§ **WHAT NEEDS TO BE DONE**
Please copy every line of the records below that holds the word "PromptContext".

§ **GIVEN INFORMATION**
[Start of section]

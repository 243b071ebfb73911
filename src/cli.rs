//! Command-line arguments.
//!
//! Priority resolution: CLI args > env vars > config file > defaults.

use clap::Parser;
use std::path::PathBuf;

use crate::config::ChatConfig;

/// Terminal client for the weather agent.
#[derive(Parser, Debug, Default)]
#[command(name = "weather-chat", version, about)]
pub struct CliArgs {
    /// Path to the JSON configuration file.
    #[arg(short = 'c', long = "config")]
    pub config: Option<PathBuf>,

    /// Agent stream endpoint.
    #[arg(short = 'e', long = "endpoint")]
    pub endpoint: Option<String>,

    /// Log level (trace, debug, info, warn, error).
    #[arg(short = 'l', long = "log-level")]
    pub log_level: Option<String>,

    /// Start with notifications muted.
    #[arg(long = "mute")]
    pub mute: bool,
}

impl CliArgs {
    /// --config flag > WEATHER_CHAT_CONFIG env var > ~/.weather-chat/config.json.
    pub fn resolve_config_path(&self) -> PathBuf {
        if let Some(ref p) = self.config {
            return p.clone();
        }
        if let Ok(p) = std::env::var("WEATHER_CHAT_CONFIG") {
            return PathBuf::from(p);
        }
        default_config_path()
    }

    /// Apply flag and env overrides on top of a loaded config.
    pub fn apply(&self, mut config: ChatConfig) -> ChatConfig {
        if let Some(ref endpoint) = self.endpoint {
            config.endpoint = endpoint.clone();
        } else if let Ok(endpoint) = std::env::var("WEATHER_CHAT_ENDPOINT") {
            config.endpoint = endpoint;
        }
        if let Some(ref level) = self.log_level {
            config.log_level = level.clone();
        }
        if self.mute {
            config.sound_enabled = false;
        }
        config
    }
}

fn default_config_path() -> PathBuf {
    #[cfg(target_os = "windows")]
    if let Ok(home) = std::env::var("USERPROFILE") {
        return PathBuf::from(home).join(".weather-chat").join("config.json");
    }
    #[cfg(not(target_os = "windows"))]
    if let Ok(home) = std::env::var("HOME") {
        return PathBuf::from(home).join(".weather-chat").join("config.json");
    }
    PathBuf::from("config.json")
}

[End of section]
[Start of section]

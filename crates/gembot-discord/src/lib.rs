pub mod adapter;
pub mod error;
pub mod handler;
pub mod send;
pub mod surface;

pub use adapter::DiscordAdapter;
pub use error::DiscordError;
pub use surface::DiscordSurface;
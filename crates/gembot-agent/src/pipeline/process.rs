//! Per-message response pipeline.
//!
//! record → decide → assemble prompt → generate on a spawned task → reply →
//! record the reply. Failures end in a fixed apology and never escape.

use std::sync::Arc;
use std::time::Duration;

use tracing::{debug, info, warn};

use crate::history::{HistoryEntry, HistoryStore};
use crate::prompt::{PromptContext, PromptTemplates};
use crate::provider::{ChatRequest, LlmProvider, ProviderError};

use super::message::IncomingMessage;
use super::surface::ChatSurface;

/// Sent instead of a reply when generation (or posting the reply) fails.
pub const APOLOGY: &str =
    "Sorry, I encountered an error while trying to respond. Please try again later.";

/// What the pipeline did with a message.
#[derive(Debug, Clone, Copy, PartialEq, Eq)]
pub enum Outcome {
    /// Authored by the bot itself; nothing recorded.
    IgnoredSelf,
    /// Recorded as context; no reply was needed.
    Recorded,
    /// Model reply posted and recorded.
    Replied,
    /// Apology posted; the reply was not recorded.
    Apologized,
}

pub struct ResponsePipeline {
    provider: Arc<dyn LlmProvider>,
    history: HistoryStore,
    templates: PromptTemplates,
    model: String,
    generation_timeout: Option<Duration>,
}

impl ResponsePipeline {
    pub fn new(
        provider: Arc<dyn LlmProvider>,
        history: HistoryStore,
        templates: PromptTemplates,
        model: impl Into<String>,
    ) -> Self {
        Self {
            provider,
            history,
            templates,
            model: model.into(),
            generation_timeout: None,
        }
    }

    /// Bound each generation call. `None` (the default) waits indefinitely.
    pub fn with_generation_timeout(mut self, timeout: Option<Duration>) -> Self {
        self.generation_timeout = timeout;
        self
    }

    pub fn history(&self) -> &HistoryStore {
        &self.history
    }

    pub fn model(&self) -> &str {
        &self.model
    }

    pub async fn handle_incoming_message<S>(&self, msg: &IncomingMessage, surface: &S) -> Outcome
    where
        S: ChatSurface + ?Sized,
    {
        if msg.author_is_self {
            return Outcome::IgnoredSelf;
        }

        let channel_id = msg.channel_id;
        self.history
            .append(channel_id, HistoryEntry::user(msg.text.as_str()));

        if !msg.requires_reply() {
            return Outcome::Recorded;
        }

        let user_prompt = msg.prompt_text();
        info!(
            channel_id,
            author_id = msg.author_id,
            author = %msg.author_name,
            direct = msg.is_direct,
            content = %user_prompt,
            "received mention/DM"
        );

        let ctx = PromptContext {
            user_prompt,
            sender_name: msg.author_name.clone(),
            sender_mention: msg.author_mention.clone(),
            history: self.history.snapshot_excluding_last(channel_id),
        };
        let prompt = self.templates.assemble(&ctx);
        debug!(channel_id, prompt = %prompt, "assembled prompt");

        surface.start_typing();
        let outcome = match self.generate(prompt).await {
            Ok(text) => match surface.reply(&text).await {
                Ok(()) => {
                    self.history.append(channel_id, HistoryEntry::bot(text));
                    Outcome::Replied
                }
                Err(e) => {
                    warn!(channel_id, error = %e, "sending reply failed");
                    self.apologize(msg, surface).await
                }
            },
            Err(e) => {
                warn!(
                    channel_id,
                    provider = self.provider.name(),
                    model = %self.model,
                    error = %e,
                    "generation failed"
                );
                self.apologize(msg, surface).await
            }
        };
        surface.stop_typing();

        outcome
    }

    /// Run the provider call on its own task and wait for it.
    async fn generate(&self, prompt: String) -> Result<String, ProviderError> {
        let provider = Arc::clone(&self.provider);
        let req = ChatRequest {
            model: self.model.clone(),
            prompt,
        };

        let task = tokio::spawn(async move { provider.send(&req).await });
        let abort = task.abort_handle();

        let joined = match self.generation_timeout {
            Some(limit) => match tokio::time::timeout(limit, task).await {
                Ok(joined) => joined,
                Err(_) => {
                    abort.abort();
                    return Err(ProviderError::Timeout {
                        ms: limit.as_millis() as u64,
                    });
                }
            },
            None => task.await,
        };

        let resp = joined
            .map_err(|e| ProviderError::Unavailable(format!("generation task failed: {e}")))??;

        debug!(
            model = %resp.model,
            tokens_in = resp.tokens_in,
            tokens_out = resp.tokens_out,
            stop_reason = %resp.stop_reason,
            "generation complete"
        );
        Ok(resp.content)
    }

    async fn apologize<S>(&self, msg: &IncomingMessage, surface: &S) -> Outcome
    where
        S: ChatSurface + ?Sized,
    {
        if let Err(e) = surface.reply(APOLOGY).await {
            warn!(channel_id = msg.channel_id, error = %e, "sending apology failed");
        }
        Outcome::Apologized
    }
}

[End of section]

§ **ANSWER BELOW**
use crate::prompt::{PromptContext, PromptTemplates};
        let ctx = PromptContext {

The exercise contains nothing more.